Records excerpted from a collection:
⟨

use axum::{
    extract::{Query, State},
    Extension, Json,
};
use roimatch_core::Platform;
use roimatch_model::{rank_by_kpis, HistoricalFilter, HistoricalPick};
use serde::{Deserialize, Serialize};

use crate::middleware::RequestId;

use super::{map_db_error, normalize_limit, ApiError, ApiResponse, AppState, ResponseMeta};

#[derive(Debug, Deserialize)]
pub(super) struct TopCampaignsQuery {
    pub campaign_type: Option<String>,
    pub influencer_category: Option<String>,
    pub platform: Option<String>,
    pub min_product_sales: Option<f64>,
    pub min_engagements: Option<i64>,
    pub limit: Option<i64>,
}

#[derive(Debug, Serialize)]
pub(super) struct TopCampaignItem {
    rank: usize,
    kpi_score: f64,
    #[serde(flatten)]
    pick: HistoricalPick,
}

impl TopCampaignsQuery {
    fn filter(&self) -> Result<HistoricalFilter, String> {
        let platform = self
            .platform
            .as_deref()
            .map(str::parse::<Platform>)
            .transpose()
            .map_err(|e| e.to_string())?;
        let min_product_sales = self.min_product_sales.unwrap_or(0.0);
        if !min_product_sales.is_finite() {
            return Err("min_product_sales must be a finite number".to_string());
        }
        Ok(HistoricalFilter {
            campaign_type: self.campaign_type.clone(),
            influencer_category: self.influencer_category.clone(),
            platform,
            min_product_sales,
            min_engagements: self.min_engagements.unwrap_or(0),
        })
    }
}

/// Historical campaigns ranked by weighted engagement, reach, and sales.
pub(super) async fn top_campaigns(
    State(state): State<AppState>,
    Extension(req_id): Extension<RequestId>,
    Query(query): Query<TopCampaignsQuery>,
) -> Result<Json<ApiResponse<Vec<TopCampaignItem>>>, ApiError> {
    let filter = query
        .filter()
        .map_err(|msg| ApiError::new(req_id.0.clone(), "validation_error", msg))?;

    let records = roimatch_db::list_performance_matching(&state.pool, &filter)
        .await
        .map_err(|e| map_db_error(req_id.0.clone(), &e))?;

    let data = rank_by_kpis(&records, &filter, normalize_limit(query.limit))
        .into_iter()
        .map(|r| TopCampaignItem {
            rank: r.rank,
            kpi_score: r.score,
            pick: r.item,
        })
        .collect();

    Ok(Json(ApiResponse {
        data,
        meta: ResponseMeta::new(req_id.0),
    }))
}

#[cfg(test)]
mod tests {
    use axum::body::Body;
    use axum::http::{Request, StatusCode};
    use roimatch_core::{PerformanceRecord, Platform};
    use tower::ServiceExt;

    use super::super::test_support::{body_json, state_with};
    use super::super::{build_app, default_rate_limit_state, AppState};
    use super::TopCampaignsQuery;
    use crate::middleware::AuthState;

    fn record(id: &str, platform: Platform, engagements: i64, sales: f64) -> PerformanceRecord {
        PerformanceRecord {
            campaign_id: id.to_string(),
            platform,
            influencer_category: "Beauty".to_string(),
            campaign_type: Some("Launch".to_string()),
            start_date: None,
            engagements: Some(engagements),
            estimated_reach: Some(1000),
            product_sales: Some(sales),
            budget: Some(1000),
            duration_days: Some(14),
            end_date: None,
        }
    }

    #[test]
    fn query_with_unknown_platform_is_rejected() {
        let query = TopCampaignsQuery {
            campaign_type: None,
            influencer_category: None,
            platform: Some("Myspace".to_string()),
            min_product_sales: None,
            min_engagements: None,
            limit: None,
        };
        assert!(query.filter().is_err());
    }

    #[test]
    fn query_with_non_finite_sales_threshold_is_rejected() {
        let query = TopCampaignsQuery {
            campaign_type: None,
            influencer_category: None,
            platform: None,
            min_product_sales: Some(f64::NAN),
            min_engagements: None,
            limit: None,
        };
        assert!(query.filter().is_err());
    }

    #[sqlx::test(migrations = "../../migrations")]
    async fn top_campaigns_ranks_filtered_history(pool: sqlx::PgPool) {
        roimatch_db::replace_performance_records(
            &pool,
            &[
                record("small", Platform::Instagram, 10, 500.0),
                record("big", Platform::Instagram, 5000, 3000.0),
                record("tiktok", Platform::TikTok, 99_999, 99_999.0),
            ],
        )
        .await
        .expect("seed performance");

        let app = build_app(
            AppState {
                pool,
                service: state_with(None, None).service,
            },
            AuthState::disabled(),
            default_rate_limit_state(),
        );
        let response = app
            .clone()
            .oneshot(
                Request::builder()
                    .uri("/api/v1/performance/top?platform=instagram&limit=5")
                    .body(Body::empty())
                    .expect("request"),
            )
            .await
            .expect("response");

        assert_eq!(response.status(), StatusCode::OK);
        let json = body_json(response).await;
        let data = json["data"].as_array().expect("data array");
        assert_eq!(data.len(), 2);
        assert_eq!(data[0]["campaign_id"], "big");
        assert_eq!(data[0]["rank"], 1);
        assert_eq!(data[0]["historical_roi"].as_f64(), Some(200.0));
        assert_eq!(data[1]["campaign_id"], "small");
        assert_eq!(data[1]["historical_roi"].as_f64(), Some(-50.0));

        let response = app
            .oneshot(
                Request::builder()
                    .uri("/api/v1/performance/top?min_engagements=100&min_product_sales=1000")
                    .body(Body::empty())
                    .expect("request"),
            )
            .await
            .expect("response");
        let json = body_json(response).await;
        let ids: Vec<&str> = json["data"]
            .as_array()
            .expect("data array")
            .iter()
            .filter_map(|item| item["campaign_id"].as_str())
            .collect();
        assert_eq!(ids, vec!["tiktok", "big"]);
    }

    #[tokio::test]
    async fn top_campaigns_rejects_unknown_platform_before_db() {
        let app = build_app(
            state_with(None, None),
            AuthState::disabled(),
            default_rate_limit_state(),
        );
        let response = app
            .oneshot(
                Request::builder()
                    .uri("/api/v1/performance/top?platform=myspace")
                    .body(Body::empty())
                    .expect("request"),
            )
            .await
            .expect("response");
        assert_eq!(response.status(), StatusCode::BAD_REQUEST);
    }
}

⟩

**The task**: Count each line of the data where the word "struct" appears, then reply with the total only.

**Expected answer**: 2